Arte: Julian Met'yu
«Las conversaciones siempre son peligrosas si se quiere esconder alguna cosa.»
— Agatha Christie
La muerte del padre Bastian barrió el buen animo en todo el pueblo. Él había sido el sacerdote de la Iglesia de La Santa Madre por casi cuatro décadas. Esa vida que entregó casi totalmente a la parroquia acabó súbitamente durante un domingo de ramos. Falleció por un infarto que interrumpió un bocado de la sopa que resultó ser su último almuerzo.
Con la lamentable noticia, se dice que en numerosos hogares del pueblo se derramaron algunas lágrimas. Todos en Heiligen, católicos o no, le guardaban un gran respeto al padre Bastian. Él había sido un hombre muy gentil, servicial, y tenía un talento natural para dar acertados consejos a quien se los pidiera.
La arquidiócesis no tardó en enviar a un presbítero para oficiar una misa en su entierro y, a partir de ahí, poder servir como su reemplazo en la parroquia. Muy temprano, a la mañana siguiente, arribó desde Caracas un joven sacerdote recién ordenado. Así fue que el padre Cándido Vizcaya llegó al pueblo de Heiligen.
Sin siquiera desempacar del todo, el sacerdote cambió su gabán por una sotana que no le ajustaba muy bien, y salió a oficiar una misa en honor del párroco fallecido. Dicen que durante esa tarde,el padre Vizcaya dio un sermón conmovedor del que no quedó mayor registro, pero se sabe que entre todo su discurso pronunció una frase que rápidamente se hizo un dicho popular en el pueblo: «nosotros no sufrimos la muerte, sufrimos la vida».
Para poder vivir el primer requisito es haber nacido. Este evento sobre el que hablo ocurrió varios años antes de que yo lo hiciera. Por eso todo cuanto sé sobre él llegó a mí gracias a gente que sí vivió durante en esos días. La primera vez que oí al respecto fue de la boca de la tan misteriosa Amy Shelley.

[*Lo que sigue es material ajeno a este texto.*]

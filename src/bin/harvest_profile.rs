#![forbid(unsafe_code)]

//! Scrolls a profile page in Chrome, collects post/video links, keeps the
//! most viewed ones and downloads them with caption files.

use anyhow::{Context, Result};
use clap::Parser;
use harvest_tools::browser::{BrowserOptions, WebDriverSession};
use harvest_tools::collector::{Platform, canonical_profile_url};
use harvest_tools::config::{CommonArgs, ConvertArgs, SelectionArgs, resolve_config};
use harvest_tools::input::{CookieRequirement, check_cookie_file, url_or_prompt};
use harvest_tools::logging::init_logging;
use harvest_tools::pipeline::{ProfileHarvest, run_profile_harvest};
use harvest_tools::runner::{SystemRunner, ensure_program_available};

#[derive(Debug, Parser)]
#[command(about = "Harvest the most viewed videos from a profile page")]
struct Args {
    /// Profile or page URL; prompted for when omitted.
    url: Option<String>,
    /// Site preset; detected from the URL by default.
    #[arg(long)]
    platform: Option<Platform>,
    /// Maximum number of scroll passes.
    #[arg(long)]
    scrolls: Option<u32>,
    /// chromedriver endpoint.
    #[arg(long, value_name = "URL")]
    webdriver_url: Option<String>,
    /// Run Chrome without a window.
    #[arg(long)]
    headless: bool,
    #[command(flatten)]
    common: CommonArgs,
    #[command(flatten)]
    selection: SelectionArgs,
    #[command(flatten)]
    convert: ConvertArgs,
}

fn main() -> Result<()> {
    init_logging();
    let args = Args::parse();

    let mut overrides = args.common.overrides();
    args.selection.apply(&mut overrides);
    overrides.scroll_count = args.scrolls;
    overrides.webdriver_url = args.webdriver_url.clone();
    let config = resolve_config(overrides)?;

    let raw_url = url_or_prompt(args.url.clone(), "Enter profile URL: ")?;
    let profile_url = canonical_profile_url(&raw_url)?;
    let platform = args
        .platform
        .unwrap_or_else(|| Platform::detect(profile_url.as_str()));

    let requirement = if platform.requires_cookies() {
        CookieRequirement::Required
    } else {
        CookieRequirement::Optional
    };
    check_cookie_file(&config.cookies, requirement)?;

    let runner = SystemRunner;
    ensure_program_available(&runner, &config.tools.yt_dlp)?;
    let transcode = args.convert.mode();
    if transcode.is_some() {
        ensure_program_available(&runner, &config.tools.ffmpeg)?;
    }

    println!("===================================");
    println!("Profile Harvester ({platform})");
    println!("===================================");
    println!("Profile: {profile_url}");
    println!("Output directory: {}", config.output_dir.display());
    println!();

    let options = BrowserOptions {
        headless: args.headless,
        ..BrowserOptions::default()
    };
    let mut session = WebDriverSession::start(&config.webdriver_url, &options)
        .context("is chromedriver running? start it or pass --webdriver-url")?;

    let job = ProfileHarvest {
        profile_url: profile_url.to_string(),
        platform,
        transcode,
    };
    let report = run_profile_harvest(&mut session, &runner, &config, &job)?;
    report.print_summary(&config.output_dir);
    Ok(())
}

Han sido muchas las historias que llegaron a mí estando en los lugares correctos y en el momento correcto. A la gente no le molesta contar sus secretos en mi presencia, pero siquiera yo podría llegar a enterarme de tantos con la facilidad con la que lo hace un sacerdote.
Los católicos tienen la costumbre, y la normativa, de confiar sus mayores secretos a los sacerdotes para conseguir por medio de ellos el perdón por sus pecados. Por ese simple motivo, el padre Vizcaya era un hombre convertido en un cofre de secretos.
Era por eso natural que el secreto más terrible que había en ese pueblo le perteneciera, por supuesto, al mismo padre Vizcaya. Ese gran misterio lo pude desentramar mucho más adelante, y entender sus repercusiones se me hizo estremecedor. Antes de que yo siquiera tuviera un nombre, ya habían pasado varios años desde ese día tan trascendental para mi vida.
Fue durante una helada noche de julio. Se había derramado una violenta tormenta sobre aquella colonia. Habían brisas iracundas disparando toneladas de agua y granizo. La intensa lluvia azotaba cada muro y techado de Heiligen. Ya nadie podía dormir en todo el pueblo, y todavía no empezaban a detonarse los truenos.
Era tan recia la lluvia que las calles de Heiligen rápidamente se convirtieron en ríos. Habían raudos torrentes que desprendían las rocas de los caminos y araban la tierra a su paso. Entre tal escándalo, el padre alcanzó a distinguir que se colaba un repetido golpeteo de alguna tabla de madera. Por eso pudo advertir que había dejado una ventana abierta.
El padre se levantó, se puso un abrigo, y salió de su habitación. Fue guiado hasta la ventana por un charco que se distribuía por toda la cocina. Él llegó hasta ella, y cuando levantó su mirada logró divisar que en el exterior había alguien.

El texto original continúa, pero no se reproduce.